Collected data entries
● ● ● ● ● ● ●

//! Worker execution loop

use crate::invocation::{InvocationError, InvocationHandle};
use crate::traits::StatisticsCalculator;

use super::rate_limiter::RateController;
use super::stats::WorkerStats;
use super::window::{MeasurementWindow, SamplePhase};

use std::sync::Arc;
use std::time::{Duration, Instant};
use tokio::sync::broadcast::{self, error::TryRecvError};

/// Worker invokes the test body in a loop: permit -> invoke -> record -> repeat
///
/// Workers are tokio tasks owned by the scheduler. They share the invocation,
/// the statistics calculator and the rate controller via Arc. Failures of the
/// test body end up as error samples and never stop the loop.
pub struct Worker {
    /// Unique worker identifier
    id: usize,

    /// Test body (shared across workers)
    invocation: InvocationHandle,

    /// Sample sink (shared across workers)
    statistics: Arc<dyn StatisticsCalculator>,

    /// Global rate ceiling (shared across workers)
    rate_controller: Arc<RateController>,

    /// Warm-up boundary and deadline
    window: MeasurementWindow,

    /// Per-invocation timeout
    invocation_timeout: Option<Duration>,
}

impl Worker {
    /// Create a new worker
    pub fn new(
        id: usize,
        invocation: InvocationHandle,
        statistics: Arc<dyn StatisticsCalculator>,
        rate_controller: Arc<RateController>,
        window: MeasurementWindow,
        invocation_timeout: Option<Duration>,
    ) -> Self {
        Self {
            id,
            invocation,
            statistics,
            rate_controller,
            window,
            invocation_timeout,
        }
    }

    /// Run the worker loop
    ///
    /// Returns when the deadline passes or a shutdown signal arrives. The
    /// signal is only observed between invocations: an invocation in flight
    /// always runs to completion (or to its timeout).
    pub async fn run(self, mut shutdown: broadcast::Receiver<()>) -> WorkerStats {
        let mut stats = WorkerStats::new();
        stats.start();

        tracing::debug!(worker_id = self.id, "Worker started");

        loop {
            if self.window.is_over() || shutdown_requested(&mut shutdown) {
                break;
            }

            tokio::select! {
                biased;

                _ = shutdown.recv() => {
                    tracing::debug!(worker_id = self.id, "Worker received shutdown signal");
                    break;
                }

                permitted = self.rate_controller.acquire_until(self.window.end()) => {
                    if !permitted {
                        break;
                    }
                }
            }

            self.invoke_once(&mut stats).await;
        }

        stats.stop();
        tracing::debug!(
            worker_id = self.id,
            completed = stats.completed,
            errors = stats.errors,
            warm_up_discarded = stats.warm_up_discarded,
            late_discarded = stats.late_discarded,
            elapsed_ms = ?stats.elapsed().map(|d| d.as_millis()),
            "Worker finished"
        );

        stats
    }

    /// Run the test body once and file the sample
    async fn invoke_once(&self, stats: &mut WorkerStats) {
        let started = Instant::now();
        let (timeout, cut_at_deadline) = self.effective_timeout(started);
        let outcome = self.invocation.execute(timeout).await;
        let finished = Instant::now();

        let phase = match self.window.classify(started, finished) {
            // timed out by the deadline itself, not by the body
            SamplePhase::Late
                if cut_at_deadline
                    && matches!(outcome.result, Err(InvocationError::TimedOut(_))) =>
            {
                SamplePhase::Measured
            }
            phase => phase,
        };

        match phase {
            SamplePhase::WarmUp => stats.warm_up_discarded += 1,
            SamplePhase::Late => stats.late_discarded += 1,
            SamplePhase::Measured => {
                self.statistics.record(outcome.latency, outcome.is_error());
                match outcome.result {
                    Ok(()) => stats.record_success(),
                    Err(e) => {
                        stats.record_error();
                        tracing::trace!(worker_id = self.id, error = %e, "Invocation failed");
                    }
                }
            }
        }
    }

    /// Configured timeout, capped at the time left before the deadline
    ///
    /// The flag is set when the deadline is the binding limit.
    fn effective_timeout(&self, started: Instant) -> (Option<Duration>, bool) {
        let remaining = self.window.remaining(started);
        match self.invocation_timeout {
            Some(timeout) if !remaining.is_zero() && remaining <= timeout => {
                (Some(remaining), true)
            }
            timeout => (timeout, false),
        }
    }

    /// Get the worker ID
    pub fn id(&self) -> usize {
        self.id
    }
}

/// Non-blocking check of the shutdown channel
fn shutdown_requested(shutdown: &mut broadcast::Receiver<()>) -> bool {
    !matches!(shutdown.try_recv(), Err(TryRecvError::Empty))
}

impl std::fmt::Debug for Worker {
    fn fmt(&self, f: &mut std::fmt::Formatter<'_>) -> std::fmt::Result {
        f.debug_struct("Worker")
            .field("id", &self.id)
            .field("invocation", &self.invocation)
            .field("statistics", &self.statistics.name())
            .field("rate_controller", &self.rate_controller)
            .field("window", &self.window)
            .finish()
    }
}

● ● ● ● ● ● ●

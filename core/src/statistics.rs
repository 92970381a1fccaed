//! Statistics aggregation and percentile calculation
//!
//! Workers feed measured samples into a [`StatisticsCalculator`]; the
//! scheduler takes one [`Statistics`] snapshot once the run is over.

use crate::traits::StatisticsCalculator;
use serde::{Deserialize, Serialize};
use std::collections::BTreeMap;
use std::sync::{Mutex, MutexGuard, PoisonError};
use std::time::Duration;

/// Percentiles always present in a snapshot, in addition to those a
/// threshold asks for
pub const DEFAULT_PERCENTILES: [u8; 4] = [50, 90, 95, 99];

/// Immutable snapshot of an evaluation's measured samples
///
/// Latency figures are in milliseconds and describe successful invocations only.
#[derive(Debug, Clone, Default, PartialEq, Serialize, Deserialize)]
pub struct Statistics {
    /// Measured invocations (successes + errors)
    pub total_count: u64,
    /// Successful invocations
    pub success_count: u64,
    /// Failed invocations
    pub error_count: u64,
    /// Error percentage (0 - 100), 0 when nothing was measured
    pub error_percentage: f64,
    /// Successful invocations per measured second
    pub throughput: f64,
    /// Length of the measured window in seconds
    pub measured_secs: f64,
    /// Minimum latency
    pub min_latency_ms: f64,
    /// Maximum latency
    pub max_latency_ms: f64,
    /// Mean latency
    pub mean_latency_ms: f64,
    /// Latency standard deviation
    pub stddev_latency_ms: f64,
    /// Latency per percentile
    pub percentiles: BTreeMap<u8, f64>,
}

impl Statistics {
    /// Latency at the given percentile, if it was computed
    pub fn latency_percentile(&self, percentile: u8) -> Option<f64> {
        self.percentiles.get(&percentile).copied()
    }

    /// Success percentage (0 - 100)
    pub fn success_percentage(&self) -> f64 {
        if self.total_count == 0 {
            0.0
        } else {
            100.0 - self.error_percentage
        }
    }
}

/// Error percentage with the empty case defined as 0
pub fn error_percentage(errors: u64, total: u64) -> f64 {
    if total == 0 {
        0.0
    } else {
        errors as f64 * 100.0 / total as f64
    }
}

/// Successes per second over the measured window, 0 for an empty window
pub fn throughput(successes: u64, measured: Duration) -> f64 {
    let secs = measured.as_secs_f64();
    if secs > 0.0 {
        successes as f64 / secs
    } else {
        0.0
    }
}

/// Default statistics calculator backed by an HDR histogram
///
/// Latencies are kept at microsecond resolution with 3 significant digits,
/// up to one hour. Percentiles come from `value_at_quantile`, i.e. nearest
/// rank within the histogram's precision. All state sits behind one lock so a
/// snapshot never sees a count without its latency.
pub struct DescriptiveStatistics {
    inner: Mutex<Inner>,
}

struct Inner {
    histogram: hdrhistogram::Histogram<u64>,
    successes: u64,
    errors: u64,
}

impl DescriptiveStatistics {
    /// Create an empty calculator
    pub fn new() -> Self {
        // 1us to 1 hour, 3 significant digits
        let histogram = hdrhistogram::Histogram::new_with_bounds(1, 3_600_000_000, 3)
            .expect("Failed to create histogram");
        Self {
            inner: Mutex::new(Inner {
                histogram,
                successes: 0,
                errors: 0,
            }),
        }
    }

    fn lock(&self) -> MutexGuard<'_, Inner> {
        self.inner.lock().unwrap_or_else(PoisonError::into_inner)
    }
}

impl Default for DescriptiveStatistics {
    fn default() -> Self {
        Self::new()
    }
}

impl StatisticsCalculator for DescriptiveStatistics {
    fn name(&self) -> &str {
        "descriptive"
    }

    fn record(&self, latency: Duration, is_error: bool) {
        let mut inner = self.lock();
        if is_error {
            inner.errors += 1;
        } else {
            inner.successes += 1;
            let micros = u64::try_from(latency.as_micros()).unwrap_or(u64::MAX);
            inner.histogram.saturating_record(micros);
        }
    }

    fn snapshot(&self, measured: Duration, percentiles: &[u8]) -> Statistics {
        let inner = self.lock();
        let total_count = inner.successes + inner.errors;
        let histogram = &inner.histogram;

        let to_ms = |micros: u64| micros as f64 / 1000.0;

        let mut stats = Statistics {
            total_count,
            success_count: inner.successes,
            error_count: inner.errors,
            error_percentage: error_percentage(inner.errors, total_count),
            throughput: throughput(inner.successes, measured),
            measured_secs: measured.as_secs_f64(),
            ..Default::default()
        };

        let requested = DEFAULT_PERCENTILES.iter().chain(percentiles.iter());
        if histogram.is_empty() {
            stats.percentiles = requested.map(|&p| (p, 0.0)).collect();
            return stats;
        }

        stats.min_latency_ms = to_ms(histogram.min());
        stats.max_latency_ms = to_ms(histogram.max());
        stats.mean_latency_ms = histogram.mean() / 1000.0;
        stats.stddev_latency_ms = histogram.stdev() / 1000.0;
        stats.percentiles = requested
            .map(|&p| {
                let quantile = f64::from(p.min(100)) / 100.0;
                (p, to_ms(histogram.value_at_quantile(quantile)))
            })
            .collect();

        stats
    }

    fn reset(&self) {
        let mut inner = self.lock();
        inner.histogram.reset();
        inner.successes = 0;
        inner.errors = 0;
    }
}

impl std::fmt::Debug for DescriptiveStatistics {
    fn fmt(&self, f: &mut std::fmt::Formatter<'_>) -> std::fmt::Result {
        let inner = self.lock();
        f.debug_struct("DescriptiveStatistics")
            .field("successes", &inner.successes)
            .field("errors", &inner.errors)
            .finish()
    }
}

● ● ● ● ● ● ●

### WORK REQUEST
Report, as a bare number, how many lines above contain the string "MeasurementWindow".

### RESPONSE TO THE TASK
3